Es reicht wieder nur zu Satzgewinnen - Nun ist Psychologie gefragt
  31.01.2020

„Jetzt werden  wir intensive Gespräche  führen“, erklärt Trainer Dominic von Känel an. Jeweils 1:3 verloren die in der Zweiten Bundesliga Süd noch sieglosen jungen Spieler aus dem Volleyball-Internat Frankfurt ihre beiden letzten Spiele.

„Es ist immer wieder das gleiche Problem. Die individuelle Qualität ist vorhanden. Spielerisch können die Jungs mit jedem mithalten, sie schaffen es aber nicht, konstant ihre Leistung abzurufen. Uns fehlen Persönlichkeiten mit Sieger-Qualitäten“, so der Coach. Die Spieler  schaffen es nicht, mit der Drucksituation umzugehen. Sie spielen einen starken Satz, doch sobald es nicht läuft, sacken sie zusammen, verlieren meistens durch leichte Fehler mehrere Punkte in Folge. „Das ist nicht vorrangig die fehlende Erfahrung der Jugendlichen und Junioren, die das Team bilden. Die Spieler passen in der Mentalität nicht zusammen. Untereinander fehlt die Harmonie“, beklagt von Känel, der deshalb für diese Woche Gespräche mit der Mannschaft ankündigte, in denen diese Probleme angegangen werden sollen.

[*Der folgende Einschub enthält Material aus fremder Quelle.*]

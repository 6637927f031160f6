//! Game flow
//!
//! Walks through the levels and rounds of a `LevelCatalog`, carrying score and
//! lives from one round to the next. A cleared round flashes for
//! `ROUND_CLEAR_TIME` before the next one starts.

use crate::audio::SoundEffect;
use crate::consts::*;
use crate::render::Drawable;
use crate::settings::{ConfigError, LevelCatalog};
use crate::sim::{Level, LevelStatus, SimEvent};

/// A full game session
#[derive(Debug, Clone)]
pub struct Game {
    catalog: LevelCatalog,
    level: Level,
    level_number: u32,
    round_number: u32,
    lives: u8,
    score: u64,
    seed: u64,
    /// Time spent flashing the cleared pyramid
    clear_elapsed: f32,
    events: Vec<SimEvent>,
}

impl Game {
    /// Start at level 1 round 1 with `START_LIVES`
    pub fn new(catalog: LevelCatalog, seed: u64) -> Result<Self, ConfigError> {
        let settings = catalog.settings_for(1, 1)?;
        let level = Level::new(settings, START_LIVES, 0, seed)?;
        log::info!("New game with seed {}", seed);
        Ok(Self {
            catalog,
            level,
            level_number: 1,
            round_number: 1,
            lives: START_LIVES,
            score: 0,
            seed,
            clear_elapsed: 0.0,
            events: vec![SimEvent::Sound(SoundEffect::GameStart)],
        })
    }

    /// Advance by `elapsed` milliseconds
    pub fn update(&mut self, elapsed: f32) -> Result<(), ConfigError> {
        if self.has_finished() {
            return Ok(());
        }

        self.level.update(elapsed);
        self.events.extend(self.level.drain_events());
        self.score = self.level.points();
        self.lives = self.level.lives();

        if self.level.status == LevelStatus::RoundCleared {
            self.clear_elapsed += elapsed;
            if self.clear_elapsed >= ROUND_CLEAR_TIME {
                self.change_round()?;
            }
        }
        Ok(())
    }

    /// Move on to the next round; the last round of the last level repeats
    pub fn change_round(&mut self) -> Result<(), ConfigError> {
        let levels = self.catalog.level_count();
        let rounds = self.catalog.round_count(self.level_number);
        if self.round_number >= rounds && self.level_number < levels {
            self.round_number = 1;
            self.level_number += 1;
        } else if self.round_number < rounds {
            self.round_number += 1;
        }

        let settings = self.catalog.settings_for(self.level_number, self.round_number)?;
        let seed = self
            .seed
            .wrapping_add(u64::from(self.level_number) * 100 + u64::from(self.round_number));
        self.level = Level::new(settings, self.lives, self.score, seed)?;
        self.clear_elapsed = 0.0;
        log::info!("Level {} round {}", self.level_number, self.round_number);
        Ok(())
    }

    /// Skip to the next round
    pub fn confirm(&mut self) -> Result<(), ConfigError> {
        self.change_round()
    }

    pub fn has_finished(&self) -> bool {
        self.lives == 0 || self.level.status == LevelStatus::GameOver
    }

    pub fn move_up(&mut self) -> bool {
        self.level.move_up()
    }

    pub fn move_down(&mut self) -> bool {
        self.level.move_down()
    }

    pub fn move_left(&mut self) -> bool {
        self.level.move_left()
    }

    pub fn move_right(&mut self) -> bool {
        self.level.move_right()
    }

    pub fn level(&self) -> &Level {
        &self.level
    }

    pub fn level_number(&self) -> u32 {
        self.level_number
    }

    pub fn round_number(&self) -> u32 {
        self.round_number
    }

    pub fn score(&self) -> u64 {
        self.score
    }

    pub fn lives(&self) -> u8 {
        self.lives
    }

    pub fn renderables(&self) -> Vec<Drawable> {
        self.level.renderables()
    }

    /// Take the events emitted since the last call
    pub fn drain_events(&mut self) -> Vec<SimEvent> {
        self.events.extend(self.level.drain_events());
        std::mem::take(&mut self.events)
    }

    /// Text lines for the left and right HUD columns
    pub fn hud(&self) -> (Vec<String>, Vec<String>) {
        let left = vec![
            format!("SCORE: {}", self.score),
            format!("LIVES: {}", self.lives),
            "CHANGE COLOR TO:".to_string(),
        ];
        let right = vec![
            format!("LEVEL: {}", self.level_number),
            format!("ROUND: {}", self.round_number),
        ];
        (left, right)
    }
}

#[cfg(test)]
mod tests {
    use super::*;

    fn game() -> Game {
        let mut catalog = LevelCatalog::standard();
        for rounds in &mut catalog.levels {
            for settings in rounds {
                settings.enemies.clear();
            }
        }
        Game::new(catalog, 9).expect("valid catalog")
    }

    fn clear_pyramid(game: &mut Game) {
        for tile in game.level.map.tiles_mut() {
            tile.color = tile.max_color;
        }
    }

    #[test]
    fn test_new_game_starts_with_sound() {
        let mut game = game();
        assert_eq!((game.level_number(), game.round_number()), (1, 1));
        assert_eq!(game.lives(), START_LIVES);
        assert_eq!(game.drain_events(), vec![SimEvent::Sound(SoundEffect::GameStart)]);
        assert!(game.drain_events().is_empty());
    }

    #[test]
    fn test_round_progression() {
        let mut game = game();
        for _ in 1..ROUNDS {
            game.confirm().expect("next round");
        }
        assert_eq!((game.level_number(), game.round_number()), (1, ROUNDS));
        game.confirm().expect("next level");
        assert_eq!((game.level_number(), game.round_number()), (2, 1));
    }

    #[test]
    fn test_last_round_repeats() {
        let mut game = game();
        for _ in 0..(LEVELS * ROUNDS + 3) {
            game.confirm().expect("next round");
        }
        assert_eq!((game.level_number(), game.round_number()), (LEVELS, ROUNDS));
    }

    #[test]
    fn test_cleared_round_moves_on_after_flashing() {
        let mut game = game();
        clear_pyramid(&mut game);
        game.update(16.0).expect("update");
        assert_eq!(game.level().status, LevelStatus::RoundCleared);
        let score = game.score();
        assert!(score >= 1000);

        let mut frames = 0;
        while game.round_number() == 1 {
            game.update(16.0).expect("update");
            frames += 1;
            assert!(frames < 1000, "round never changed");
        }
        assert_eq!(game.round_number(), 2);
        assert_eq!(game.level().status, LevelStatus::Playing);
        assert_eq!(game.level().points(), score);
        assert!(game.drain_events().contains(&SimEvent::RoundCleared));
    }

    #[test]
    fn test_hud_lines() {
        let game = game();
        let (left, right) = game.hud();
        assert_eq!(left[0], "SCORE: 0");
        assert_eq!(left[1], format!("LIVES: {START_LIVES}"));
        assert_eq!(right, vec!["LEVEL: 1".to_string(), "ROUND: 1".to_string()]);
    }

    #[test]
    fn test_game_over_finishes() {
        let mut game = game();
        game.level.spawner.player_mut().lives = 1;
        game.level.spawner.player_mut().kill(PLAYER_DEATH_TIME);
        let mut frames = 0;
        while !game.has_finished() {
            game.update(16.0).expect("update");
            frames += 1;
            assert!(frames < 1000, "game never ended");
        }
        assert_eq!(game.lives(), 0);
        assert!(game.drain_events().contains(&SimEvent::GameOver));
    }
}
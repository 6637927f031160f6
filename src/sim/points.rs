//! Score ledger

use serde::{Deserialize, Serialize};

/// Scoring events with their fixed values
#[derive(Debug, Clone, Copy, PartialEq, Eq, Serialize, Deserialize)]
pub enum ScoreEvent {
    /// A landing advanced a tile's color
    ColorChange,
    KillGreenBall,
    KillSamAndSlick,
    /// Coily followed the player off the pyramid
    KillCoily,
    /// Bonus for each disk left unused at the end of a round
    UnusedDisk,
    /// Round bonus, value taken from the level settings
    RoundComplete(u32),
}

impl ScoreEvent {
    pub fn points(&self) -> u32 {
        match self {
            ScoreEvent::ColorChange => 25,
            ScoreEvent::KillGreenBall => 100,
            ScoreEvent::KillSamAndSlick => 300,
            ScoreEvent::KillCoily => 500,
            ScoreEvent::UnusedDisk => 50,
            ScoreEvent::RoundComplete(points) => *points,
        }
    }
}

/// Accumulated score of the player
#[derive(Debug, Clone, Default, Serialize, Deserialize)]
pub struct PointComponent {
    points: u64,
}

impl PointComponent {
    /// Start from the score carried over from previous rounds
    pub fn new(points: u64) -> Self {
        Self { points }
    }

    /// Award the points of `event`
    pub fn score(&mut self, event: ScoreEvent) {
        self.points = self.points.saturating_add(event.points() as u64);
    }

    pub fn points(&self) -> u64 {
        self.points
    }
}

#[cfg(test)]
mod tests {
    use super::*;

    #[test]
    fn test_score_accumulates() {
        let mut points = PointComponent::new(1000);
        points.score(ScoreEvent::ColorChange);
        points.score(ScoreEvent::KillGreenBall);
        points.score(ScoreEvent::RoundComplete(1000));
        assert_eq!(points.points(), 2125);
    }
}
//! Sound signals
//!
//! The simulation only requests sounds; playback belongs to whatever
//! `SoundSink` the host plugs into `AudioManager`.

use serde::{Deserialize, Serialize};

/// Sound effect types
#[derive(Debug, Clone, Copy, PartialEq, Eq, Hash, Serialize, Deserialize)]
pub enum SoundEffect {
    /// A new game begins
    GameStart,
    /// Player hops
    Jump,
    /// Player dies
    Death,
    /// Enemy caught by the player
    Kill,
    /// Player jumps off the pyramid
    Fall,
    /// Player boards a disk
    DiskRide,
    /// Every tile completed
    RoundClear,
}

impl SoundEffect {
    /// Resource id of the clip
    pub fn clip(&self) -> &'static str {
        match self {
            SoundEffect::GameStart => "game_start",
            SoundEffect::Jump => "jump",
            SoundEffect::Death => "death",
            SoundEffect::Kill => "kill",
            SoundEffect::Fall => "fall",
            SoundEffect::DiskRide => "disk",
            SoundEffect::RoundClear => "round_clear",
        }
    }
}

/// Playback backend
pub trait SoundSink {
    /// Start `effect` at `volume` (0.0 - 1.0); never blocks
    fn play(&mut self, effect: SoundEffect, volume: f32);
}

/// Sink that only logs, for headless runs
#[derive(Debug, Default)]
pub struct LogSink;

impl SoundSink for LogSink {
    fn play(&mut self, effect: SoundEffect, volume: f32) {
        log::info!("Sound: {} (volume {:.2})", effect.clip(), volume);
    }
}

/// Volume and mute handling in front of a sink
pub struct AudioManager<S: SoundSink = LogSink> {
    sink: S,
    master_volume: f32,
    sfx_volume: f32,
    muted: bool,
}

impl Default for AudioManager<LogSink> {
    fn default() -> Self {
        Self::new(LogSink)
    }
}

impl<S: SoundSink> AudioManager<S> {
    pub fn new(sink: S) -> Self {
        Self {
            sink,
            master_volume: 0.8,
            sfx_volume: 1.0,
            muted: false,
        }
    }

    /// Set master volume (0.0 - 1.0)
    pub fn set_master_volume(&mut self, vol: f32) {
        self.master_volume = vol.clamp(0.0, 1.0);
    }

    /// Set SFX volume (0.0 - 1.0)
    pub fn set_sfx_volume(&mut self, vol: f32) {
        self.sfx_volume = vol.clamp(0.0, 1.0);
    }

    pub fn set_muted(&mut self, muted: bool) {
        self.muted = muted;
    }

    fn effective_volume(&self) -> f32 {
        if self.muted {
            0.0
        } else {
            self.master_volume * self.sfx_volume
        }
    }

    /// Play a sound effect
    pub fn play(&mut self, effect: SoundEffect) {
        let vol = self.effective_volume();
        if vol <= 0.0 {
            return;
        }
        self.sink.play(effect, vol);
    }

    pub fn sink(&self) -> &S {
        &self.sink
    }
}
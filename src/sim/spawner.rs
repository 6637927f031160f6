//! Timed enemy creation and population bookkeeping
//!
//! The spawner owns every character of a level: the player, the live enemies
//! (sorted by id) and the id of Coily when it is on the board.

use std::collections::BTreeMap;

use rand::Rng;
use serde::{Deserialize, Serialize};

use super::character::{Character, EnemyKind, EntityId};
use super::position::Position2D;
use crate::settings::EnemyInfo;

/// Spawn schedule and population count of one enemy species
#[derive(Debug, Clone, Serialize, Deserialize)]
pub struct SpawnEntry {
    pub kind: EnemyKind,
    pub speed: f32,
    /// Milliseconds between two spawns
    pub spawning_time: f32,
    pub standing_time: f32,
    pub total_quantity: u32,
    pub current_quantity: u32,
    /// Milliseconds since the last spawn check fired
    pub elapsed: f32,
}

impl SpawnEntry {
    pub fn new(kind: EnemyKind, info: &EnemyInfo) -> Self {
        Self {
            kind,
            speed: info.speed,
            spawning_time: info.spawning_time,
            standing_time: info.standing_time,
            total_quantity: info.total_quantity,
            current_quantity: 0,
            elapsed: 0.0,
        }
    }
}

/// Creates enemies over time and keeps their counts
#[derive(Debug, Clone, Serialize, Deserialize)]
pub struct Spawner {
    entries: Vec<SpawnEntry>,
    player: Character,
    enemies: Vec<Character>,
    coily: Option<EntityId>,
    next_id: EntityId,
}

impl Spawner {
    pub fn new(enemies: &BTreeMap<EnemyKind, EnemyInfo>, player_speed: f32, lives: u8) -> Self {
        let entries = enemies
            .iter()
            .map(|(kind, info)| SpawnEntry::new(*kind, info))
            .collect();
        Self {
            entries,
            player: Character::player(1, player_speed, lives),
            enemies: Vec::new(),
            coily: None,
            next_id: 2,
        }
    }

    fn next_entity_id(&mut self) -> EntityId {
        let id = self.next_id;
        self.next_id += 1;
        id
    }

    pub fn player(&self) -> &Character {
        &self.player
    }

    pub fn player_mut(&mut self) -> &mut Character {
        &mut self.player
    }

    /// Live enemies, Coily included, sorted by id
    pub fn enemies(&self) -> &[Character] {
        &self.enemies
    }

    pub fn enemies_mut(&mut self) -> &mut [Character] {
        &mut self.enemies
    }

    /// Player and enemies borrowed together for collision resolution
    pub fn split_mut(&mut self) -> (&mut Character, &mut [Character]) {
        (&mut self.player, &mut self.enemies)
    }

    pub fn coily_id(&self) -> Option<EntityId> {
        self.coily
    }

    pub fn coily(&self) -> Option<&Character> {
        self.coily.and_then(|id| self.get(id))
    }

    pub fn get(&self, id: EntityId) -> Option<&Character> {
        self.enemies
            .binary_search_by_key(&id, |c| c.id)
            .ok()
            .map(|idx| &self.enemies[idx])
    }

    pub fn get_mut(&mut self, id: EntityId) -> Option<&mut Character> {
        self.enemies
            .binary_search_by_key(&id, |c| c.id)
            .ok()
            .map(|idx| &mut self.enemies[idx])
    }

    pub fn entries(&self) -> &[SpawnEntry] {
        &self.entries
    }

    pub fn entry(&self, kind: EnemyKind) -> Option<&SpawnEntry> {
        self.entries.iter().find(|e| e.kind == kind)
    }

    /// Advance every schedule; returns the ids of the enemies created
    pub fn update(&mut self, dt: f32, rng: &mut impl Rng) -> Vec<EntityId> {
        let mut spawned = Vec::new();

        for idx in 0..self.entries.len() {
            let kind = self.entries[idx].kind;
            if kind == EnemyKind::Coily && self.coily.is_some() {
                continue;
            }

            let entry = &mut self.entries[idx];
            if entry.spawning_time <= entry.elapsed {
                entry.elapsed = 0.0;
                if entry.current_quantity < entry.total_quantity {
                    entry.current_quantity += 1;
                    let (speed, standing_time) = (entry.speed, entry.standing_time);
                    let id = self.create(kind, speed, standing_time, rng);
                    spawned.push(id);
                }
            } else {
                entry.elapsed += dt;
            }
        }

        spawned
    }

    fn create(&mut self, kind: EnemyKind, speed: f32, standing_time: f32, rng: &mut impl Rng) -> EntityId {
        let id = self.next_entity_id();
        let mut enemy = Character::enemy(id, kind, speed, standing_time);
        enemy.current_position = Position2D::UNDEFINED;

        let cells = kind.spawn_cells();
        let landing = cells[rng.random_range(0..cells.len())];
        enemy.begin_spawn(landing);

        if kind == EnemyKind::Coily {
            self.coily = Some(id);
        }
        log::info!("Spawned {} #{} toward {:?}", kind.as_str(), id, landing);
        // Ids grow monotonically, so pushing keeps the list sorted
        self.enemies.push(enemy);
        id
    }

    /// Put an enemy straight onto `at`, outside the spawn schedule
    ///
    /// The population count of `kind` is still kept, so nothing is placed
    /// when the kind is at its cap. A present Coily is replaced.
    pub fn place_enemy(
        &mut self,
        kind: EnemyKind,
        speed: f32,
        standing_time: f32,
        at: Position2D,
    ) -> Option<EntityId> {
        let replacing = kind == EnemyKind::Coily && self.coily.is_some();
        let at_cap = self
            .entry(kind)
            .is_some_and(|e| e.current_quantity >= e.total_quantity);
        if at_cap && !replacing {
            log::trace!("{} at its cap, not placed", kind.as_str());
            return None;
        }
        if replacing {
            self.kill_coily();
        }

        let id = self.next_entity_id();
        let mut enemy = Character::enemy(id, kind, speed, standing_time);
        enemy.place(at);
        if let Some(entry) = self.entries.iter_mut().find(|e| e.kind == kind) {
            entry.current_quantity += 1;
        }
        if kind == EnemyKind::Coily {
            self.coily = Some(id);
        }
        self.enemies.push(enemy);
        Some(id)
    }

    /// One enemy of `kind` left the board
    pub fn death(&mut self, kind: EnemyKind) {
        if let Some(entry) = self.entries.iter_mut().find(|e| e.kind == kind) {
            if entry.current_quantity > 0 {
                entry.current_quantity -= 1;
            }
        }
    }

    /// Kill every enemy and clear the board (round transitions, player death)
    pub fn kill_all(&mut self) {
        for enemy in &mut self.enemies {
            enemy.kill(0.0);
        }
        let kinds: Vec<EnemyKind> = self.enemies.iter().filter_map(Character::enemy_kind).collect();
        for kind in kinds {
            self.death(kind);
        }
        self.enemies.clear();
        self.coily = None;
    }

    /// Kill Coily alone, if present
    pub fn kill_coily(&mut self) {
        if let Some(id) = self.coily.take() {
            if let Ok(idx) = self.enemies.binary_search_by_key(&id, |c| c.id) {
                self.enemies.remove(idx);
                self.death(EnemyKind::Coily);
            }
        }
    }

    /// Remove enemies whose death finished; returns how many were removed
    pub fn remove_finished(&mut self) -> usize {
        let finished: Vec<(EntityId, EnemyKind)> = self
            .enemies
            .iter()
            .filter(|c| !c.alive)
            .filter_map(|c| c.enemy_kind().map(|k| (c.id, k)))
            .collect();

        for (id, kind) in &finished {
            self.death(*kind);
            if self.coily == Some(*id) {
                self.coily = None;
            }
        }
        self.enemies.retain(|c| c.alive);
        finished.len()
    }

    /// Drop the player back onto `at`
    pub fn respawn_player(&mut self, at: Position2D) {
        self.player.respawn(at);
    }
}

#[cfg(test)]
mod tests {
    use super::*;
    use proptest::prelude::*;
    use rand::SeedableRng;
    use rand_pcg::Pcg32;

    fn info(spawning_time: f32, total_quantity: u32) -> EnemyInfo {
        EnemyInfo {
            speed: 0.3,
            spawning_time,
            standing_time: 500.0,
            total_quantity,
        }
    }

    fn spawner(entries: &[(EnemyKind, EnemyInfo)]) -> Spawner {
        let map: BTreeMap<_, _> = entries.iter().cloned().collect();
        Spawner::new(&map, 0.5, 3)
    }

    fn count(spawner: &Spawner, kind: EnemyKind) -> usize {
        spawner
            .enemies()
            .iter()
            .filter(|e| e.enemy_kind() == Some(kind))
            .count()
    }

    #[test]
    fn test_red_ball_cap_scenario() {
        let mut spawner = spawner(&[(EnemyKind::RedBall, info(1000.0, 2))]);
        let mut rng = Pcg32::seed_from_u64(1);

        // First interval accumulates, next call fires
        spawner.update(1000.0, &mut rng);
        spawner.update(16.0, &mut rng);
        assert_eq!(count(&spawner, EnemyKind::RedBall), 1);

        spawner.update(1000.0, &mut rng);
        spawner.update(16.0, &mut rng);
        assert_eq!(count(&spawner, EnemyKind::RedBall), 2);

        spawner.update(1000.0, &mut rng);
        spawner.update(16.0, &mut rng);
        assert_eq!(count(&spawner, EnemyKind::RedBall), 2);
        assert_eq!(spawner.entry(EnemyKind::RedBall).map(|e| e.current_quantity), Some(2));
    }

    #[test]
    fn test_spawned_enemy_starts_off_map() {
        let mut spawner = spawner(&[(EnemyKind::Ugg, info(0.0, 1))]);
        let ids = spawner.update(16.0, &mut Pcg32::seed_from_u64(3));
        assert_eq!(ids.len(), 1);
        let ugg = spawner.get(ids[0]).expect("spawned");
        assert_eq!(ugg.current_position, Position2D::UNDEFINED);
        assert_eq!(ugg.next_position, Position2D::new(12, 0));
        assert!(ugg.is_moving());
    }

    #[test]
    fn test_coily_is_singleton() {
        let mut spawner = spawner(&[(EnemyKind::Coily, info(0.0, 3))]);
        let mut rng = Pcg32::seed_from_u64(5);
        for _ in 0..10 {
            spawner.update(100.0, &mut rng);
        }
        assert_eq!(count(&spawner, EnemyKind::Coily), 1);
        assert!(spawner.coily().is_some());

        spawner.kill_coily();
        assert!(spawner.coily().is_none());
        assert_eq!(spawner.entry(EnemyKind::Coily).map(|e| e.current_quantity), Some(0));

        spawner.update(100.0, &mut rng);
        assert!(spawner.coily().is_some());
    }

    #[test]
    fn test_placed_enemies_respect_cap() {
        let mut spawner = spawner(&[
            (EnemyKind::RedBall, info(1.0e9, 1)),
            (EnemyKind::Coily, info(1.0e9, 1)),
        ]);
        let at = Position2D::new(5, 5);
        assert!(spawner.place_enemy(EnemyKind::RedBall, 0.3, 500.0, at).is_some());
        assert!(spawner.place_enemy(EnemyKind::RedBall, 0.3, 500.0, at).is_none());
        let red = spawner.entry(EnemyKind::RedBall).expect("configured");
        assert_eq!((red.current_quantity, red.total_quantity), (1, 1));
        assert_eq!(count(&spawner, EnemyKind::RedBall), 1);

        // Coily at its cap is replaced, not duplicated
        let first = spawner.place_enemy(EnemyKind::Coily, 0.3, 500.0, at);
        let second = spawner.place_enemy(EnemyKind::Coily, 0.3, 500.0, at);
        assert!(first.is_some() && second.is_some());
        assert_eq!(spawner.coily_id(), second);
        assert_eq!(count(&spawner, EnemyKind::Coily), 1);
        assert_eq!(spawner.entry(EnemyKind::Coily).map(|e| e.current_quantity), Some(1));
    }

    #[test]
    fn test_death_never_underflows() {
        let mut spawner = spawner(&[(EnemyKind::RedBall, info(0.0, 2))]);
        spawner.death(EnemyKind::RedBall);
        spawner.death(EnemyKind::GreenBall);
        assert_eq!(spawner.entry(EnemyKind::RedBall).map(|e| e.current_quantity), Some(0));
    }

    #[test]
    fn test_remove_finished_updates_counts() {
        let mut spawner = spawner(&[(EnemyKind::GreenBall, info(0.0, 2))]);
        let ids = spawner.update(16.0, &mut Pcg32::seed_from_u64(9));
        if let Some(ball) = spawner.get_mut(ids[0]) {
            ball.kill(0.0);
            ball.advance(16.0);
        }
        assert_eq!(spawner.remove_finished(), 1);
        assert!(spawner.enemies().is_empty());
        assert_eq!(spawner.entry(EnemyKind::GreenBall).map(|e| e.current_quantity), Some(0));
    }

    #[test]
    fn test_kill_all_clears_board() {
        let mut spawner = spawner(&[
            (EnemyKind::RedBall, info(0.0, 2)),
            (EnemyKind::Coily, info(0.0, 1)),
        ]);
        spawner.update(16.0, &mut Pcg32::seed_from_u64(2));
        assert_eq!(spawner.enemies().len(), 2);
        spawner.kill_all();
        assert!(spawner.enemies().is_empty());
        assert!(spawner.coily_id().is_none());
        assert!(spawner.entries().iter().all(|e| e.current_quantity == 0));
        assert!(spawner.player().alive);
    }

    proptest! {
        #[test]
        fn prop_counts_never_exceed_caps(
            steps in proptest::collection::vec((0.0f32..400.0, any::<bool>()), 1..200),
            seed in any::<u64>(),
        ) {
            let mut spawner = spawner(&[
                (EnemyKind::RedBall, info(300.0, 2)),
                (EnemyKind::SamAndSlick, info(150.0, 1)),
                (EnemyKind::Coily, info(100.0, 4)),
            ]);
            let mut rng = Pcg32::seed_from_u64(seed);
            for (dt, kill_first) in steps {
                spawner.update(dt, &mut rng);
                if kill_first {
                    if let Some(first) = spawner.enemies_mut().first_mut() {
                        first.kill(0.0);
                        first.advance(0.0);
                    }
                    spawner.remove_finished();
                }
                for entry in spawner.entries() {
                    prop_assert!(entry.current_quantity <= entry.total_quantity);
                    prop_assert_eq!(entry.current_quantity as usize, count(&spawner, entry.kind));
                }
                prop_assert!(count(&spawner, EnemyKind::Coily) <= 1);
            }
        }
    }
}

Beim 1:3 (13:25, 25:20, 16:25, 21:25) in Mainz gegen die TGM Gonsenheim begann diagonal zum Steller Justus Lembach Simon Torwie, außen spielte Kapitän Ben Bierwisch durch, während Kjell Molzen in den Sätzen zwei und drei durch Aaron Neumann ersetzt wurde. In der Mitte wurden Melf Urban, Peer Lindemann und für ihn im Durchgang vier Joscha Kunstmann eingesetzt. „Wir hatten mit Ausnahme des guten zweiten Satzes riesige Probleme in der Annahme, der Angriff konnte sich nicht durchsetzen“, analysierte der Coach. Wenn jemand noch positiv zu erwähnen wäre, dann Neumann (50 Prozent Annahme in Position, vier Punkte bei fünf Schmetterbällen) sowie Urban, der aus acht Angriffen sieben Punkte machte. Während der sonst beste Scorer Torwie nur eine 33-prozentige Erfolgsquote am Netz hatte, war Bierwisch mit 16 Zählern bester Punktesammler der Gäste.

Tags drauf gab es gegen den stark polnisch geprägten Tabellendritten SV Schwaig ein 1:3 (25:22, 15:25, 17:25, 15:25). Mit 1:10 Stunden dauerte das Match genauso lang wie das vorherige in Mainz. In der Startsechs standen diesmal Kunstmann und Neumann. Der Mittelblocker machte im vierten Satz Platz für Lindemann, für den diesmal in der Annahme wie im Angriff enttäuschenden Neumann kam ab Satz drei Linus Hüger, der als einziger gut annahm (72 Prozent). Der Angriff war noch schlechter als am Vortag (nur 33 Prozent Erfolgsquote).

Der in beiden Matches vom jeweils gegnerischen Trainer zum MVP gewählte Ben Bierwisch wird für seine Leistungen belohnt. Am Mittwoch gehört er zum Team der United Volleys Frankfurt und es sieht so aus, als würde der Außenangreifer auch seine Europacup-Premiere auf dem Feld feiern können. Da der Bundesligist die Außenangreifer Floris van Rekom aus den Niederlanden und Luke Smith aus Australien durch Verletzung verlor und der neu verpflichtete Holländer Ewoud Gommans im CEV-Cup nicht eingesetzt werden kann, da er in der laufenden Saison bereits in Frankreich im gleichen Wettbewerb gespielt hat, ist es durchaus denkbar, dass Ben gegen den Tabellenvierten der türkische Liga  Arkas Izmir zum Einsatz kommt. Spielbeginn in der Fraport Arena ist um 19.30 Uhr.